У нас также есть «мертвые» гены, которые перешли к нам от других видов, а именно от вирусов. Некоторые из них, так называемые ретровирусы[29], способны создавать копии своего генома и интегрировать их в ДНК того вида, который они заражают. Например, ВИЧ – это ретровирус. Если вирус заражает клетки, из которых развиваются сперматозоиды и яйцеклетки, то он может быть передан последующим поколениям. Геном человека содержит сотни таких вирусов (их называют эндогенными ретровирусами), и почти все они были обезврежены мутациями. Это следы древних инфекций. Однако остатки наследственного материала некоторых ретровирусов в хромосомах человека и шимпанзе занимают совершенно одинаковое положение. Эти вирусы наверняка инфицировали нашего общего предка и были переданы обоим видам-потомкам. Поскольку крайне маловероятно, что у двух разных видов вирус может интегрироваться в хромосомы в точности на одно и то же место, этот факт служит весомым доказательством общего происхождения человека и шимпанзе.

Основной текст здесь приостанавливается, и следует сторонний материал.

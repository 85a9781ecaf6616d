//! Single-threaded cooperative scheduling primitives.

mod clock;
mod frame_scheduler;
mod token;

pub use clock::{Clock, ManualClock, SystemClock};
pub use frame_scheduler::{DueTask, FrameScheduler, TaskId};
pub use token::CancellationToken;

Еще одна занимательная история о «мертвых» генах вплотную связана с нашим обонянием, точнее, нашим слабым обонянием, потому что на фоне остальных наземных млекопитающих человек определенно обладает очень слабым нюхом. Тем не менее мы все равно способны распознать более десяти тысяч различных запахов. Как нам удается достичь таких высот? До недавнего времени это было полной загадкой. Но ответ лежит в нашей ДНК – в многочисленных генах, кодирующих обонятельные рецепторные белки.

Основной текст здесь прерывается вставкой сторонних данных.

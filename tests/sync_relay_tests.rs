use std::rc::Rc;

use approx::assert_relative_eq;
use chart_overlay::api::ChartRegistry;
use chart_overlay::config::{ChartConfig, OverlayRuntimeConfig};
use chart_overlay::core::{
    ChartId, ContainerId, PaneId, PixelPoint, PriceAxisId, TimeRange, Viewport,
};
use chart_overlay::host::{
    AxisSide, Container, CrosshairPosition, HeadlessAxisSpec, HeadlessChart, HeadlessChartSpec,
    HeadlessFactory, HeadlessPage, HostChart, HostChartFactory, HostEvent, HostResult,
    MountedChart, PaneSize, PriceAxisInfo,
};
use chart_overlay::scheduler::ManualClock;
use chart_overlay::sync::{SyncFlags, SyncGroupId};

struct Group {
    registry: ChartRegistry,
    clock: ManualClock,
    factory: HeadlessFactory,
    charts: Vec<ChartId>,
}

impl Group {
    fn host(&self, index: usize) -> HeadlessChart {
        self.factory.chart(self.charts[index]).expect("mounted host")
    }
}

/// Host that hands out each batch of notifications one drain late, the way
/// a page chart reports setter changes from its next callback.
struct LateNotifier {
    inner: Box<dyn HostChart>,
    held: Vec<HostEvent>,
}

impl HostChart for LateNotifier {
    fn is_disposed(&self) -> bool {
        self.inner.is_disposed()
    }
    fn time_to_pixel(&self, time: f64) -> Option<f64> {
        self.inner.time_to_pixel(time)
    }
    fn pixel_to_time(&self, x: f64) -> Option<f64> {
        self.inner.pixel_to_time(x)
    }
    fn price_to_pixel(&self, pane: PaneId, axis: &PriceAxisId, price: f64) -> Option<f64> {
        self.inner.price_to_pixel(pane, axis, price)
    }
    fn pixel_to_price(&self, pane: PaneId, axis: &PriceAxisId, y: f64) -> Option<f64> {
        self.inner.pixel_to_price(pane, axis, y)
    }
    fn bar_spacing(&self) -> Option<f64> {
        self.inner.bar_spacing()
    }
    fn container_size(&self) -> HostResult<Viewport> {
        self.inner.container_size()
    }
    fn time_axis_height(&self) -> HostResult<f64> {
        self.inner.time_axis_height()
    }
    fn price_axes(&self) -> HostResult<Vec<PriceAxisInfo>> {
        self.inner.price_axes()
    }
    fn pane_count(&self) -> HostResult<usize> {
        self.inner.pane_count()
    }
    fn pane_size(&self, index: usize) -> HostResult<PaneSize> {
        self.inner.pane_size(index)
    }
    fn pane_offset(&self, index: usize) -> HostResult<f64> {
        self.inner.pane_offset(index)
    }
    fn visible_time_range(&self) -> Option<TimeRange> {
        self.inner.visible_time_range()
    }
    fn crosshair_position(&self) -> Option<CrosshairPosition> {
        self.inner.crosshair_position()
    }
    fn set_visible_time_range(&mut self, range: TimeRange) -> HostResult<()> {
        self.inner.set_visible_time_range(range)
    }
    fn set_crosshair(
        &mut self,
        pane: PaneId,
        point: PixelPoint,
        time: f64,
        price: f64,
    ) -> HostResult<()> {
        self.inner.set_crosshair(pane, point, time, price)
    }
    fn clear_crosshair(&mut self) -> HostResult<()> {
        self.inner.clear_crosshair()
    }
    fn resize(&mut self, size: Viewport) -> HostResult<()> {
        self.inner.resize(size)
    }
    fn take_notifications(&mut self) -> Vec<HostEvent> {
        let fresh = self.inner.take_notifications();
        std::mem::replace(&mut self.held, fresh)
    }
    fn dispose(&mut self) {
        self.inner.dispose();
    }
}

struct LateFactory(HeadlessFactory);

impl HostChartFactory for LateFactory {
    fn create(
        &mut self,
        chart: ChartId,
        container: &Container,
        config: &ChartConfig,
    ) -> HostResult<MountedChart> {
        let mounted = self.0.create(chart, container, config)?;
        Ok(MountedChart {
            host: Box::new(LateNotifier {
                inner: mounted.host,
                held: Vec::new(),
            }),
            surface: mounted.surface,
        })
    }
}

fn group_of(names: &[&str], factory: HeadlessFactory) -> Group {
    build_group(names, factory.clone(), Box::new(factory))
}

fn late_group(names: &[&str]) -> Group {
    let factory = HeadlessFactory::default();
    build_group(names, factory.clone(), Box::new(LateFactory(factory)))
}

fn build_group(
    names: &[&str],
    factory: HeadlessFactory,
    host_factory: Box<dyn HostChartFactory>,
) -> Group {
    let clock = ManualClock::default();
    let page = HeadlessPage::default();
    for name in names {
        page.insert(ContainerId::new(*name), Viewport::new(860, 428));
    }
    let mut registry = ChartRegistry::new(
        OverlayRuntimeConfig::default(),
        Rc::new(clock.clone()),
        Box::new(page),
        host_factory,
    )
    .expect("registry init");
    let charts = names
        .iter()
        .map(|name| {
            registry.attach(
                ContainerId::new(*name),
                ChartConfig::default().with_sync_group(SyncGroupId::new("g"), None),
            )
        })
        .collect();
    registry.tick();
    Group {
        registry,
        clock,
        factory,
        charts,
    }
}

fn three_charts() -> Group {
    group_of(&["a", "b", "c"], HeadlessFactory::default())
}

#[test]
fn crosshair_reaches_every_sibling_once_without_echo() {
    let mut g = three_charts();
    g.host(0)
        .move_pointer(PaneId::new(0), &PriceAxisId::right(), PixelPoint::new(400.0, 200.0));
    g.registry.tick();

    assert_eq!(g.host(0).crosshair_set_calls(), 0);
    for index in [1, 2] {
        let host = g.host(index);
        assert_eq!(host.crosshair_set_calls(), 1);
        let crosshair = host.crosshair().expect("sibling crosshair");
        assert_relative_eq!(crosshair.time, 50.0);
        assert_relative_eq!(crosshair.price, 50.0);
        assert_eq!(host.pending_notifications(), 0);
    }

    let stats = g.registry.sync_stats(&SyncGroupId::new("g")).expect("group");
    assert_eq!(stats.relays, 2);
    assert_eq!(stats.echoes_suppressed, 2);

    g.clock.advance_ms(16);
    g.registry.tick();
    assert_eq!(g.registry.sync_stats(&SyncGroupId::new("g")), Some(stats));
}

#[test]
fn visible_range_relay_does_not_bounce_back() {
    let mut g = three_charts();
    g.host(0).pan_by(10.0).expect("pan");
    g.registry.tick();

    assert_eq!(g.host(0).range_set_calls(), 0);
    for index in [1, 2] {
        let host = g.host(index);
        assert_eq!(host.range_set_calls(), 1);
        let range = host.visible_time_range().expect("range");
        assert_relative_eq!(range.from, 10.0);
        assert_relative_eq!(range.to, 110.0);
    }
    let stats = g.registry.sync_stats(&SyncGroupId::new("g")).expect("group");
    assert_eq!((stats.relays, stats.echoes_suppressed), (2, 2));
}

#[test]
fn simultaneous_moves_settle_on_the_last_one() {
    let mut g = three_charts();
    g.host(0)
        .move_pointer(PaneId::new(0), &PriceAxisId::right(), PixelPoint::new(100.0, 100.0));
    g.host(1)
        .move_pointer(PaneId::new(0), &PriceAxisId::right(), PixelPoint::new(600.0, 300.0));
    g.registry.tick();

    let stats = g.registry.sync_stats(&SyncGroupId::new("g")).expect("group");
    assert_eq!(stats.relays, 4);
    let last = g.host(2).crosshair().expect("crosshair");
    assert_relative_eq!(last.time, 75.0);
    assert_relative_eq!(last.price, 25.0);
    assert_eq!(g.host(0).crosshair().map(|c| c.time), Some(last.time));
}

#[test]
fn pointer_leave_clears_siblings() {
    let mut g = three_charts();
    g.host(0)
        .move_pointer(PaneId::new(0), &PriceAxisId::right(), PixelPoint::new(400.0, 200.0));
    g.registry.tick();
    g.host(0).leave_pointer();
    g.registry.tick();

    assert!(g.host(1).crosshair().is_none());
    assert!(g.host(2).crosshair().is_none());
}

#[test]
fn siblings_map_price_with_their_own_axes() {
    let factory = HeadlessFactory::default();
    factory.set_spec_for(
        ContainerId::new("b"),
        HeadlessChartSpec::default().with_axis(HeadlessAxisSpec {
            id: PriceAxisId::right(),
            side: AxisSide::Right,
            width: 60.0,
            price_min: 0.0,
            price_max: 200.0,
            mode: Default::default(),
        }),
    );
    let mut g = group_of(&["a", "b"], factory);
    g.host(0)
        .move_pointer(PaneId::new(0), &PriceAxisId::right(), PixelPoint::new(400.0, 200.0));
    g.registry.tick();

    let crosshair = g.host(1).crosshair().expect("crosshair");
    assert_relative_eq!(crosshair.price, 50.0);
    // 50 of 0..200 sits three quarters down a 400px pane.
    assert_relative_eq!(crosshair.point.y, 300.0);
}

#[test]
fn disabled_crosshair_flag_stops_crosshair_only() {
    let mut g = three_charts();
    let group = SyncGroupId::new("g");
    g.registry
        .set_sync_flags(
            &group,
            SyncFlags {
                crosshair: false,
                time_range: true,
            },
        )
        .expect("flags");
    g.host(0)
        .move_pointer(PaneId::new(0), &PriceAxisId::right(), PixelPoint::new(400.0, 200.0));
    g.host(0).pan_by(5.0).expect("pan");
    g.registry.tick();

    assert_eq!(g.host(1).crosshair_set_calls(), 0);
    assert_eq!(g.host(1).range_set_calls(), 1);
    assert!(
        g.registry
            .set_sync_flags(&SyncGroupId::new("missing"), SyncFlags::default())
            .is_err()
    );
}

#[test]
fn disposed_member_leaves_its_groups() {
    let mut g = three_charts();
    g.registry.dispose(g.charts[2]).expect("dispose");
    g.host(0)
        .move_pointer(PaneId::new(0), &PriceAxisId::right(), PixelPoint::new(400.0, 200.0));
    g.registry.tick();

    assert_eq!(g.host(1).crosshair_set_calls(), 1);
    assert_eq!(g.host(2).crosshair_set_calls(), 0);
    let stats = g.registry.sync_stats(&SyncGroupId::new("g")).expect("group");
    assert_eq!(stats.relays, 1);
}

#[test]
fn leaving_a_group_stops_relays() {
    let mut g = group_of(&["a", "b"], HeadlessFactory::default());
    let group = SyncGroupId::new("g");
    assert!(g.registry.leave_sync(g.charts[1], &group).expect("leave"));
    g.host(0)
        .move_pointer(PaneId::new(0), &PriceAxisId::right(), PixelPoint::new(400.0, 200.0));
    g.registry.tick();
    assert_eq!(g.host(1).crosshair_set_calls(), 0);

    assert!(g.registry.join_sync(g.charts[1], group, None).expect("rejoin"));
    g.host(0)
        .move_pointer(PaneId::new(0), &PriceAxisId::right(), PixelPoint::new(200.0, 200.0));
    g.registry.tick();
    assert_eq!(g.host(1).crosshair_set_calls(), 1);
}

#[test]
fn late_notifications_do_not_bounce_between_siblings() {
    let mut g = late_group(&["a", "b"]);
    let group = SyncGroupId::new("g");
    g.host(0).pan_by(10.0).expect("pan");
    g.host(0)
        .move_pointer(PaneId::new(0), &PriceAxisId::right(), PixelPoint::new(400.0, 200.0));
    for _ in 0..10 {
        g.clock.advance_ms(16);
        g.registry.tick();
    }

    assert_eq!(g.host(0).range_set_calls(), 0);
    assert_eq!(g.host(0).crosshair_set_calls(), 0);
    assert_eq!(g.host(1).range_set_calls(), 1);
    assert_eq!(g.host(1).crosshair_set_calls(), 1);
    let stats = g.registry.sync_stats(&group).expect("group");
    assert_eq!(stats.relays, 2);
    assert_eq!(stats.unchanged, 2);
}

#[test]
fn member_of_two_groups_is_updated_once() {
    let mut g = three_charts();
    let second = SyncGroupId::new("h");
    assert!(g.registry.join_sync(g.charts[0], second.clone(), None).expect("join a"));
    assert!(g.registry.join_sync(g.charts[1], second.clone(), None).expect("join b"));

    g.host(0)
        .move_pointer(PaneId::new(0), &PriceAxisId::right(), PixelPoint::new(400.0, 200.0));
    g.registry.tick();

    assert_eq!(g.host(1).crosshair_set_calls(), 1);
    assert_eq!(g.host(2).crosshair_set_calls(), 1);
    assert_eq!(g.registry.sync_stats(&second).map(|stats| stats.relays), Some(0));
}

Загадку обонятельных рецепторов раскрыли Линда Бак и Ричард Эксел, которые в 2004 г. удостоились за это достижение Нобелевской премии. Давайте посмотрим, как устроены гены обонятельных рецепторов у обладательницы острейшего чутья – у мыши.
В жизни мышей обоняние имеет огромное значение, оно не только помогает им отыскивать пищу и избегать хищников, но и различать феромоны друг друга. Сенсорный мир мышей существенно отличается от нашего, в котором основная роль отведена зрению. Для мышей обоняние гораздо важнее зрения, у них около тысячи активных генов обонятельных рецепторов. Все эти гены произошли от единственного предкового гена, который возник миллионы лет назад и воспроизводился множество раз, поэтому каждый ген слегка отличается от другого. Каждый такой ген вырабатывает свой обонятельный рецепторный белок, который распознает свою, отдельную молекулу, переносимую по воздуху. Каждый обонятельный рецепторный белок экспрессируется в определенном типе рецепторных клеток слизистой оболочки носа. Разные запахи содержат разные комбинации молекул, и каждая комбинация стимулирует свою группу клеток. Затем клетки посылают сигналы в мозг, который группирует и расшифровывает различные сигналы. Таким образом мыши отличают запах кошек от запаха сыра. Интегрируя сигналы от разных рецепторов, мыши (и другие млекопитающие) способны различить гораздо больше запахов, чем у них имеется генов обонятельных рецепторов.